### Study material
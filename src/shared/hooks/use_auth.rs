use dioxus::prelude::*;

use crate::domain::models::{AuthUser, Role};
use crate::server_fns;

/// Local storage key holding the session token
pub const SESSION_STORAGE_KEY: &str = "naya-cms-session";

#[derive(Debug, Clone, Default, PartialEq)]
pub struct AuthState {
    pub token: Option<String>,
    pub user: Option<AuthUser>,
    /// The stored session has been checked against the server
    pub checked: bool,
}

/// Session handle shared through context
#[derive(Clone, Copy)]
pub struct AuthContext {
    pub state: Signal<AuthState>,
}

impl AuthContext {
    pub fn token(&self) -> Option<String> {
        self.state.read().token.clone()
    }

    pub fn user(&self) -> Option<AuthUser> {
        self.state.read().user.clone()
    }

    pub fn role(&self) -> Role {
        self.state
            .read()
            .user
            .as_ref()
            .map(|user| user.role)
            .unwrap_or_default()
    }

    pub fn can_edit(&self) -> bool {
        self.role().can_edit()
    }

    pub fn is_admin(&self) -> bool {
        self.role().can_manage_users()
    }

    pub async fn sign_in(mut self, email: String, password: String) -> Result<AuthUser, String> {
        let session = server_fns::sign_in(email, password)
            .await
            .map_err(|e| e.to_string())?;
        save_token(&session.token);
        self.state.set(AuthState {
            token: Some(session.token),
            user: Some(session.user.clone()),
            checked: true,
        });
        Ok(session.user)
    }

    pub async fn sign_out(mut self) {
        if let Some(token) = self.token() {
            if let Err(e) = server_fns::sign_out(token).await {
                tracing::warn!("Sign-out failed: {}", e);
            }
        }
        clear_token();
        self.state.set(AuthState {
            checked: true,
            ..Default::default()
        });
    }

    /// Replace the cached user after a profile change
    pub fn set_user(mut self, user: AuthUser) {
        self.state.write().user = Some(user);
    }

    /// Re-validate the stored token; a stale one is dropped
    pub async fn restore(mut self) {
        let Some(token) = load_token() else {
            self.state.write().checked = true;
            return;
        };

        let user = server_fns::current_user(token.clone()).await.ok().flatten();
        if user.is_none() {
            clear_token();
        }
        self.state.set(AuthState {
            token: user.as_ref().map(|_| token),
            user,
            checked: true,
        });
    }
}

/// Provide the auth context and restore any stored session, once
pub fn use_auth_provider() -> AuthContext {
    let state = use_signal(AuthState::default);
    let auth = use_context_provider(|| AuthContext { state });
    use_hook(|| spawn(async move { auth.restore().await }));
    auth
}

pub fn use_auth() -> AuthContext {
    use_context::<AuthContext>()
}

/// Stored session token
#[cfg(target_arch = "wasm32")]
pub fn load_token() -> Option<String> {
    web_sys::window()
        .and_then(|window| window.local_storage().ok().flatten())
        .and_then(|storage| storage.get_item(SESSION_STORAGE_KEY).ok().flatten())
        .filter(|token| !token.is_empty())
}

#[cfg(not(target_arch = "wasm32"))]
pub fn load_token() -> Option<String> {
    None
}

#[cfg(target_arch = "wasm32")]
fn save_token(token: &str) {
    if let Some(window) = web_sys::window() {
        if let Ok(Some(storage)) = window.local_storage() {
            let _ = storage.set_item(SESSION_STORAGE_KEY, token);
        }
    }
}

#[cfg(not(target_arch = "wasm32"))]
fn save_token(_token: &str) {
    // No-op on server
}

#[cfg(target_arch = "wasm32")]
fn clear_token() {
    if let Some(window) = web_sys::window() {
        if let Ok(Some(storage)) = window.local_storage() {
            let _ = storage.remove_item(SESSION_STORAGE_KEY);
        }
    }
}

#[cfg(not(target_arch = "wasm32"))]
fn clear_token() {
    // No-op on server
}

### Action item
Using the data above, reproduce every line exactly.

### Solution to this exercise
filename src/shared/hooks/use_auth.rs
use dioxus::prelude::*;

use crate::domain::models::{AuthUser, Role};
use crate::server_fns;

/// Local storage key holding the session token
pub const SESSION_STORAGE_KEY: &str = "naya-cms-session";

#[derive(Debug, Clone, Default, PartialEq)]
pub struct AuthState {
    pub token: Option<String>,
    pub user: Option<AuthUser>,
    /// The stored session has been checked against the server
    pub checked: bool,
}

/// Session handle shared through context
#[derive(Clone, Copy)]
pub struct AuthContext {
    pub state: Signal<AuthState>,
}

impl AuthContext {
    pub fn token(&self) -> Option<String> {
        self.state.read().token.clone()
    }

    pub fn user(&self) -> Option<AuthUser> {
        self.state.read().user.clone()
    }

    pub fn role(&self) -> Role {
        self.state
            .read()
            .user
            .as_ref()
            .map(|user| user.role)
            .unwrap_or_default()
    }

    pub fn can_edit(&self) -> bool {
        self.role().can_edit()
    }

    pub fn is_admin(&self) -> bool {
        self.role().can_manage_users()
    }

    pub async fn sign_in(mut self, email: String, password: String) -> Result<AuthUser, String> {
        let session = server_fns::sign_in(email, password)
            .await
            .map_err(|e| e.to_string())?;
        save_token(&session.token);
        self.state.set(AuthState {
            token: Some(session.token),
            user: Some(session.user.clone()),
            checked: true,
        });
        Ok(session.user)
    }

    pub async fn sign_out(mut self) {
        if let Some(token) = self.token() {
            if let Err(e) = server_fns::sign_out(token).await {
                tracing::warn!("Sign-out failed: {}", e);
            }
        }
        clear_token();
        self.state.set(AuthState {
            checked: true,
            ..Default::default()
        });
    }

    /// Replace the cached user after a profile change
    pub fn set_user(mut self, user: AuthUser) {
        self.state.write().user = Some(user);
    }

    /// Re-validate the stored token; a stale one is dropped
    pub async fn restore(mut self) {
        let Some(token) = load_token() else {
            self.state.write().checked = true;
            return;
        };

        let user = server_fns::current_user(token.clone()).await.ok().flatten();
        if user.is_none() {
            clear_token();
        }
        self.state.set(AuthState {
            token: user.as_ref().map(|_| token),
            user,
            checked: true,
        });
    }
}

/// Provide the auth context and restore any stored session, once
pub fn use_auth_provider() -> AuthContext {
    let state = use_signal(AuthState::default);
    let auth = use_context_provider(|| AuthContext { state });
    use_hook(|| spawn(async move { auth.restore().await }));
    auth
}

pub fn use_auth() -> AuthContext {
    use_context::<AuthContext>()
}

/// Stored session token
#[cfg(target_arch = "wasm32")]
pub fn load_token() -> Option<String> {
    web_sys::window()
        .and_then(|window| window.local_storage().ok().flatten())
        .and_then(|storage| storage.get_item(SESSION_STORAGE_KEY).ok().flatten())
        .filter(|token| !token.is_empty())
}

#[cfg(not(target_arch = "wasm32"))]
pub fn load_token() -> Option<String> {
    None
}

#[cfg(target_arch = "wasm32")]
fn save_token(token: &str) {
    if let Some(window) = web_sys::window() {
        if let Ok(Some(storage)) = window.local_storage() {
            let _ = storage.set_item(SESSION_STORAGE_KEY, token);
        }
    }
}

#[cfg(not(target_arch = "wasm32"))]
fn save_token(_token: &str) {
    // No-op on server
}

#[cfg(target_arch = "wasm32")]
fn clear_token() {
    if let Some(window) = web_sys::window() {
        if let Ok(Some(storage)) = window.local_storage() {
            let _ = storage.remove_item(SESSION_STORAGE_KEY);
        }
    }
}

#[cfg(not(target_arch = "wasm32"))]
fn clear_token() {
    // No-op on server
}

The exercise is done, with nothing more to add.